Vanderbilt University Medical Center rolls out virtual nursing with plans to expand

Nashville, Tenn.-based Vanderbilt University Medical Center has launched its first virtual nursing program with plans to expand in the future.

The project went live July 17 and is being piloted on the 36-bed Ventricular Assist Device and Transplant Unit, a step-down unit for heart patients. Up to three virtual nurses — from a staff of 11 with experience on the unit — work 24/7 to help with admissions, discharges and rounding, appearing on patients' TV screens.
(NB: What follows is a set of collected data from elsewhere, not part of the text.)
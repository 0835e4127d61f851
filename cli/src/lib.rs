//! Pushbutan CLI library: exposes the engine for the tool server and tests.

#![cfg_attr(test, allow(clippy::expect_used))]

pub mod app;
pub mod application;
pub mod cli;
pub mod commands;
pub mod domain;
pub mod infra;
pub mod output;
The virtual nurses first "knock" and ask patients if they are OK with participating in the program and being on camera. If they agree, the high-resolution camera is turned on; otherwise, it remains off and pointed at the ceiling.
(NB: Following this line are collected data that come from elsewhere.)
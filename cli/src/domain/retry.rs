//! Retry policy for remote calls.

use std::time::Duration;

/// Bounded exponential backoff.
#[derive(Debug, Clone, Copy, PartialEq, Eq)]
pub struct RetryPolicy {
    /// Total attempts including the first one.
    pub max_attempts: u32,
    pub base: Duration,
    pub cap: Duration,
}

impl Default for RetryPolicy {
    fn default() -> Self {
        Self {
            max_attempts: 4,
            base: Duration::from_secs(1),
            cap: Duration::from_secs(30),
        }
    }
}

impl RetryPolicy {
    /// Whether another attempt is allowed after `attempt` attempts.
    #[must_use]
    pub fn allows_retry(&self, attempt: u32) -> bool {
        attempt < self.max_attempts
    }

    /// Delay before the attempt following attempt number `attempt` (1-based).
    ///
    /// A server-supplied retry-after is a floor, and may exceed `cap`.
    #[must_use]
    pub fn delay_for(&self, attempt: u32, retry_after: Option<Duration>) -> Duration {
        let exponent = attempt.saturating_sub(1).min(16);
        let backoff = self.base.saturating_mul(1u32 << exponent).min(self.cap);
        retry_after.map_or(backoff, |floor| backoff.max(floor))
    }
}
The virtual nurses are located in a conference room two floors above the actual unit. Vanderbilt uses vendor for the technology.

"Once again, Vanderbilt nurses are creating a new, innovative care model that engages a multidisciplinary team, with the shared goal of improving patient and family care and nurse satisfaction," Executive Chief Nursing Officer Marilyn Dubree, MSN, RN, said in an Aug. 11 news release. "Congratulations to the entire team that is making the next generation of nursing care possible."

The medical data said it is monitoring data on patient satisfaction, nurse workload and quality to guide future virtual nursing expansions.